* Goal of the exercise *
If a line below includes the string "error", copy it.

Data extract: Begin

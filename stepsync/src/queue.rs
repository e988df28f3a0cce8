//! Async front door to the synchronous engine.
//!
//! ```text
//!  BusyPolicy::Reject                      BusyPolicy::Queue
//!
//!  submit ─► spawn_blocking ─► engine      submit ─► try_send ─► [ job | job | … ] ─► worker ─► engine
//!               Busy ─► caller                          full ─► Busy         (one thread, FIFO)
//! ```
//!
//! Under `Reject` every submission races for the guard and losers get
//! [`SubmitOutcome::Busy`]. Under `Queue` one worker thread drains a bounded
//! channel, so submissions run strictly in arrival order and `Busy` only
//! means the queue is full.

use serde_json::Value;
use std::sync::Arc;
use tokio::sync::{mpsc, oneshot};

use crate::config::BusyPolicy;
use crate::engine::{SubmitOutcome, SyncEngine};
use crate::protocol::UpdateRequest;

/// One submission as the engine sees it.
#[derive(Debug, Clone, PartialEq)]
pub struct SubmitRequest {
    pub base_version: u64,
    pub client_id: String,
    pub steps: Vec<Value>,
}

impl From<UpdateRequest> for SubmitRequest {
    fn from(req: UpdateRequest) -> Self {
        Self {
            base_version: req.version,
            client_id: req.client_id,
            steps: req.steps,
        }
    }
}

struct Job {
    request: SubmitRequest,
    reply: oneshot::Sender<SubmitOutcome>,
}

enum Mode {
    Reject,
    Queue { jobs: mpsc::Sender<Job>, capacity: usize },
}

pub struct SubmissionQueue {
    engine: Arc<SyncEngine>,
    mode: Mode,
}

impl SubmissionQueue {
    /// Build the queue; under `Queue` this starts the worker thread.
    pub fn new(
        engine: Arc<SyncEngine>,
        policy: BusyPolicy,
        capacity: usize,
    ) -> std::io::Result<Self> {
        let mode = match policy {
            BusyPolicy::Reject => Mode::Reject,
            BusyPolicy::Queue => {
                let capacity = capacity.max(1);
                let (jobs, rx) = mpsc::channel(capacity);
                let worker_engine = engine.clone();
                std::thread::Builder::new()
                    .name("stepsync-commit".into())
                    .spawn(move || run_worker(worker_engine, rx))?;
                Mode::Queue { jobs, capacity }
            }
        };
        Ok(Self { engine, mode })
    }

    pub fn policy(&self) -> BusyPolicy {
        match self.mode {
            Mode::Reject => BusyPolicy::Reject,
            Mode::Queue { .. } => BusyPolicy::Queue,
        }
    }

    /// Submissions waiting for the worker (always 0 under `Reject`).
    pub fn pending(&self) -> usize {
        match &self.mode {
            Mode::Reject => 0,
            Mode::Queue { jobs, capacity } => capacity - jobs.capacity(),
        }
    }

    /// Run `request` and wait for its outcome.
    pub async fn submit(&self, request: SubmitRequest) -> SubmitOutcome {
        match &self.mode {
            Mode::Reject => {
                let engine = self.engine.clone();
                let result = tokio::task::spawn_blocking(move || {
                    engine.submit_update(request.base_version, &request.client_id, request.steps)
                })
                .await;
                result.unwrap_or_else(|e| SubmitOutcome::Internal {
                    reason: e.to_string(),
                })
            }
            Mode::Queue { .. } => match self.try_enqueue(request) {
                Ok(reply) => reply.await.unwrap_or_else(|_| SubmitOutcome::Internal {
                    reason: "commit worker stopped".into(),
                }),
                Err(outcome) => outcome,
            },
        }
    }

    /// Place `request` at the back of the queue without waiting.
    ///
    /// Fails with `Busy` when the queue is full. Under `Reject` there is
    /// no queue and this fails with `Invalid`.
    pub fn try_enqueue(
        &self,
        request: SubmitRequest,
    ) -> Result<oneshot::Receiver<SubmitOutcome>, SubmitOutcome> {
        let Mode::Queue { jobs, .. } = &self.mode else {
            return Err(SubmitOutcome::Invalid {
                reason: "busy policy is reject; nothing to enqueue".into(),
            });
        };

        let (reply, rx) = oneshot::channel();
        match jobs.try_send(Job { request, reply }) {
            Ok(()) => Ok(rx),
            Err(mpsc::error::TrySendError::Full(job)) => {
                log::warn!(
                    "Submission queue full, rejecting update from {}",
                    job.request.client_id
                );
                Err(SubmitOutcome::Busy)
            }
            Err(mpsc::error::TrySendError::Closed(_)) => Err(SubmitOutcome::Internal {
                reason: "commit worker stopped".into(),
            }),
        }
    }
}

fn run_worker(engine: Arc<SyncEngine>, mut jobs: mpsc::Receiver<Job>) {
    log::debug!("Commit worker started");
    while let Some(Job { request, reply }) = jobs.blocking_recv() {
        wait_for_guard(&engine);
        let outcome =
            engine.submit_update(request.base_version, &request.client_id, request.steps);
        if reply.send(outcome).is_err() {
            log::debug!("Submitter of {} went away before its outcome", request.client_id);
        }
    }
    log::debug!("Commit worker stopped");
}

/// Direct engine callers can still hold the guard; wait them out, but no
/// longer than one lease.
fn wait_for_guard(engine: &SyncEngine) {
    let guard = engine.guard();
    if !guard.wait_free(guard.lease_timeout()) {
        log::debug!("Guard still held after {:?}, submitting anyway", guard.lease_timeout());
    }
}

#[cfg(test)]
mod tests {
    use super::*;
    use crate::document::{DocumentModel, StepRejected};
    use crate::model::TextModel;
    use parking_lot::Mutex;
    use serde_json::json;
    use std::sync::mpsc as std_mpsc;

    struct GateModel {
        inner: TextModel,
        entered: Mutex<std_mpsc::Sender<()>>,
        release: Mutex<std_mpsc::Receiver<()>>,
    }

    impl DocumentModel for GateModel {
        fn seed(&self) -> Value {
            self.inner.seed()
        }

        fn apply(&self, content: &Value, step: &Value) -> Result<Value, StepRejected> {
            if step.get("hold") == Some(&json!(true)) {
                let _ = self.entered.lock().send(());
                let _ = self.release.lock().recv();
            }
            self.inner.apply(content, step)
        }
    }

    fn gated_engine() -> (Arc<SyncEngine>, std_mpsc::Receiver<()>, std_mpsc::Sender<()>) {
        let (entered_tx, entered_rx) = std_mpsc::channel();
        let (release_tx, release_rx) = std_mpsc::channel();
        let model = GateModel {
            inner: TextModel::with_seed(""),
            entered: Mutex::new(entered_tx),
            release: Mutex::new(release_rx),
        };
        let engine = Arc::new(SyncEngine::in_memory(Arc::new(model), 100));
        (engine, entered_rx, release_tx)
    }

    fn request(base: u64, client: &str, text: &str, hold: bool) -> SubmitRequest {
        let mut step = TextModel::insert(base as usize, text);
        if hold {
            step["hold"] = json!(true);
        }
        SubmitRequest {
            base_version: base,
            client_id: client.into(),
            steps: vec![step],
        }
    }

    #[tokio::test]
    async fn test_reject_policy_commits() {
        let engine = Arc::new(SyncEngine::in_memory(Arc::new(TextModel::with_seed("")), 10));
        let queue = SubmissionQueue::new(engine.clone(), BusyPolicy::Reject, 0).unwrap();
        assert_eq!(queue.policy(), BusyPolicy::Reject);

        let outcome = queue.submit(request(0, "A", "a", false)).await;
        assert!(outcome.is_committed());
        assert_eq!(engine.version(), 1);
        assert_eq!(queue.pending(), 0);
        assert!(queue.try_enqueue(request(1, "A", "b", false)).is_err());
    }

    #[tokio::test(flavor = "multi_thread", worker_threads = 2)]
    async fn test_reject_policy_reports_busy() {
        let (engine, entered, release) = gated_engine();
        let queue = Arc::new(SubmissionQueue::new(engine.clone(), BusyPolicy::Reject, 0).unwrap());

        let first = {
            let queue = queue.clone();
            tokio::spawn(async move { queue.submit(request(0, "A", "a", true)).await })
        };
        tokio::task::spawn_blocking(move || entered.recv().unwrap())
            .await
            .unwrap();

        assert_eq!(queue.submit(request(0, "B", "b", false)).await, SubmitOutcome::Busy);

        release.send(()).unwrap();
        assert!(first.await.unwrap().is_committed());
    }

    #[tokio::test(flavor = "multi_thread", worker_threads = 2)]
    async fn test_queue_runs_in_arrival_order() {
        let (engine, entered, release) = gated_engine();
        let queue = SubmissionQueue::new(engine.clone(), BusyPolicy::Queue, 8).unwrap();
        assert_eq!(queue.policy(), BusyPolicy::Queue);

        let first = queue.try_enqueue(request(0, "A", "a", true)).unwrap();
        tokio::task::spawn_blocking(move || entered.recv().unwrap())
            .await
            .unwrap();

        // Each later request builds on the one before it
        let second = queue.try_enqueue(request(1, "B", "b", false)).unwrap();
        let third = queue.try_enqueue(request(2, "C", "c", false)).unwrap();
        assert_eq!(queue.pending(), 2);

        release.send(()).unwrap();
        assert!(matches!(first.await.unwrap(), SubmitOutcome::Committed { new_version: 1, .. }));
        assert!(matches!(second.await.unwrap(), SubmitOutcome::Committed { new_version: 2, .. }));
        assert!(matches!(third.await.unwrap(), SubmitOutcome::Committed { new_version: 3, .. }));

        let text = TextModel::text_of(&engine.document().content).unwrap().to_string();
        assert_eq!(text, "abc");
        let clients: Vec<String> = engine.steps_since(0).into_iter().map(|s| s.client_id).collect();
        assert_eq!(clients, vec!["A", "B", "C"]);
    }

    #[tokio::test(flavor = "multi_thread", worker_threads = 2)]
    async fn test_full_queue_is_busy() {
        let (engine, entered, release) = gated_engine();
        let queue = SubmissionQueue::new(engine, BusyPolicy::Queue, 2).unwrap();

        let held = queue.try_enqueue(request(0, "A", "a", true)).unwrap();
        tokio::task::spawn_blocking(move || entered.recv().unwrap())
            .await
            .unwrap();

        let _b = queue.try_enqueue(request(1, "B", "b", false)).unwrap();
        let _c = queue.try_enqueue(request(2, "C", "c", false)).unwrap();
        assert_eq!(
            queue.try_enqueue(request(3, "D", "d", false)).unwrap_err(),
            SubmitOutcome::Busy
        );
        assert_eq!(queue.submit(request(3, "D", "d", false)).await, SubmitOutcome::Busy);

        release.send(()).unwrap();
        assert!(held.await.unwrap().is_committed());
    }

    #[tokio::test(flavor = "multi_thread", worker_threads = 2)]
    async fn test_worker_waits_for_direct_holder() {
        let engine = Arc::new(SyncEngine::in_memory(Arc::new(TextModel::with_seed("")), 10));
        let queue = SubmissionQueue::new(engine.clone(), BusyPolicy::Queue, 4).unwrap();

        let lease = engine.guard().try_acquire().unwrap();
        let reply = queue.try_enqueue(request(0, "A", "a", false)).unwrap();
        tokio::time::sleep(std::time::Duration::from_millis(50)).await;
        assert_eq!(engine.version(), 0);

        // The worker wakes on release instead of reporting Busy
        lease.release();
        assert!(matches!(reply.await.unwrap(), SubmitOutcome::Committed { new_version: 1, .. }));
    }

    #[test]
    fn test_from_update_request() {
        let req = UpdateRequest::new(4, "A", vec![json!(1)]);
        let submit = SubmitRequest::from(req);
        assert_eq!(submit.base_version, 4);
        assert_eq!(submit.client_id, "A");
        assert_eq!(submit.steps, vec![json!(1)]);
    }
}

Data extract: End

* Answer section *
            Err(mpsc::error::TrySendError::Full(job)) => {
            Err(mpsc::error::TrySendError::Closed(_)) => Err(SubmitOutcome::Internal {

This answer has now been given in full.